Home Lending Industry's "Waterfall Of Excuses" & "Abysmal Numbers Of Modifications" Force State AGs Closer To Filing Consumer Fraud Lawsuits
- Newly empowered by the Supreme Court, the attorneys general of several states hit hard by the housing collapse are exploring consumer fraud suits against major mortgage lenders. Frustrated by the banks’ inability or unwillingness to stop an avalanche of foreclosures, the states are considering lawsuits over the creation and marketing of millions of bad loans as well as the dismal pace of mortgage modifications.
- Such cases would have been impossible until recently, because federal regulators had exclusive oversight of national banks. But a 5-to-4 Supreme Court decision in June allowed the states to exercise their own supervision, giving them significant
leverage.(1)(2) “We tried to use the tool to be persuasive with the banks,” Arizona’s attorney general, Terry Goddard, said in an interview. “But their waterfall of excuses, the abysmal numbers of modifications, tells us persuasion is not working.” As a result, he said, “we’re moving much closer to litigation.”
- While statutes vary, those of every state prohibit fraud in consumer lending.
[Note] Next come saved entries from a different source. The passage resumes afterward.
//! Tests for TOML config loading, creation, and path resolution.

use super::*;
use std::path::Path;

#[test]
fn load_from_nonexistent_returns_file_not_found() {
    let result = load_from_path(Path::new("/tmp/nonexistent_tandem_config.toml"));
    let err = result.unwrap_err();
    assert!(matches!(err, tandem_common::ConfigError::FileNotFound(_)));
}

#[test]
fn load_valid_partial_toml() {
    let dir = tempfile::tempdir().unwrap();
    let path = dir.path().join("config.toml");
    std::fs::write(
        &path,
        r#"
[server]
port = 9001

[game]
swap_time_to_speak_secs = 15
"#,
    )
    .unwrap();

    let config = load_from_path(&path).unwrap();
    assert_eq!(config.server.port, 9001);
    assert_eq!(config.game.swap_time_to_speak_secs, 15);
    // Defaults preserved
    assert_eq!(config.server.path, "/ws");
    assert_eq!(config.game.time_to_speak_secs, 600);
}

#[test]
fn load_invalid_toml_returns_parse_error() {
    let dir = tempfile::tempdir().unwrap();
    let path = dir.path().join("config.toml");
    std::fs::write(&path, "this is not valid toml {{{").unwrap();

    let err = load_from_path(&path).unwrap_err();
    assert!(matches!(err, tandem_common::ConfigError::ParseError(_)));
}

#[test]
fn out_of_range_values_return_validation_error() {
    let dir = tempfile::tempdir().unwrap();
    let path = dir.path().join("config.toml");
    std::fs::write(
        &path,
        r#"
[server]
port = 7000
outbound_queue_capacity = 0
"#,
    )
    .unwrap();

    let err = load_from_path(&path).unwrap_err();
    assert!(matches!(err, tandem_common::ConfigError::ValidationError(_)));
    assert!(err.to_string().contains("server.outbound_queue_capacity"));
}

#[test]
fn create_and_load_default_config() {
    let dir = tempfile::tempdir().unwrap();
    let path = dir.path().join("tandem").join("config.toml");

    create_default_config(&path).unwrap();
    assert!(path.exists());

    let config = load_from_path(&path).unwrap();
    assert_eq!(config.server.port, 8082);
    assert_eq!(config.game.start_countdown_secs, 30);
}

#[test]
fn default_config_toml_is_valid() {
    use super::template::default_config_toml;
    use crate::schema::TandemConfig;

    let config: TandemConfig = toml::from_str(&default_config_toml()).unwrap();
    assert!(crate::validation::validate(&config).is_ok());
}

#[test]
fn default_config_path_is_reasonable() {
    // This may not work in all CI environments, but should work locally
    if let Ok(path) = default_config_path() {
        let path_str = path.to_string_lossy();
        assert!(path_str.contains("tandem"));
        assert!(path_str.ends_with("config.toml"));
    }
}
use std::fmt;
use std::sync::atomic::{AtomicU64, Ordering};

/// Monotonically increasing source for connection ids.
static NEXT_CONNECTION: AtomicU64 = AtomicU64::new(1);

/// Identity of one live connection. Distinct connections never share an id
/// within a process, even when they carry the same participant id.
#[derive(Debug, Clone, Copy, PartialEq, Eq, Hash, PartialOrd, Ord)]
pub struct ConnectionId(u64);

impl ConnectionId {
    pub fn next() -> Self {
        Self(NEXT_CONNECTION.fetch_add(1, Ordering::Relaxed))
    }

    pub fn as_u64(&self) -> u64 {
        self.0
    }
}

impl fmt::Display for ConnectionId {
    fn fmt(&self, f: &mut fmt::Formatter<'_>) -> fmt::Result {
        write!(f, "conn-{}", self.0)
    }
}

#[cfg(test)]
mod tests {
    use super::*;

    #[test]
    fn next_is_unique() {
        let a = ConnectionId::next();
        let b = ConnectionId::next();
        assert_ne!(a, b);
    }

    #[test]
    fn next_is_increasing() {
        let a = ConnectionId::next();
        let b = ConnectionId::next();
        assert!(b > a);
    }

    #[test]
    fn display_has_prefix() {
        let id = ConnectionId::next();
        assert_eq!(id.to_string(), format!("conn-{}", id.as_u64()));
    }

    #[test]
    fn hash_dedupes_copies() {
        use std::collections::HashSet;
        let mut set = HashSet::new();
        let id = ConnectionId::next();
        set.insert(id);
        set.insert(id);
        assert_eq!(set.len(), 1);
    }
}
The attorneys general are considering the theory that the banks essentially perpetrated a vast fraud on consumers by marketing exotic loans that would prove impossible to pay back.
For more, see States Are Pondering Fraud Suits Against Banks.
(1) According top the story, the states’ new power to sue banks arose from an effort in 2005 by Eliot Spitzer, then the New York attorney general, to discover whether several banks had violated the state’s fair-lending laws. The banks balked at surrendering any information. The Clearing House Association, a consortium of national banks, and the federal Office of the Comptroller of the Currency filed suit, asserting the states had no authority over national lenders. Mr. Spitzer’s successor, Andrew M. Cuomo, took up the battle. Lower courts agreed with the banks, but the Supreme Court, narrowly, did not. Already, the states’ victory in Cuomo v. Clearing House is beginning to affect the legal landscape. “The handcuffs are off,” said Ann Graham, a professor of banking law at Texas Tech University. “The states can pursue justice now.”
(2) For the U.S. Supreme Court's ruling, see Cuomo v. Clearing House Assn., L.L.C., 129 S. Ct. 2710; 174 L. Ed. 2d 464; 2009 U.S. LEXIS 4944 (June 29, 2009).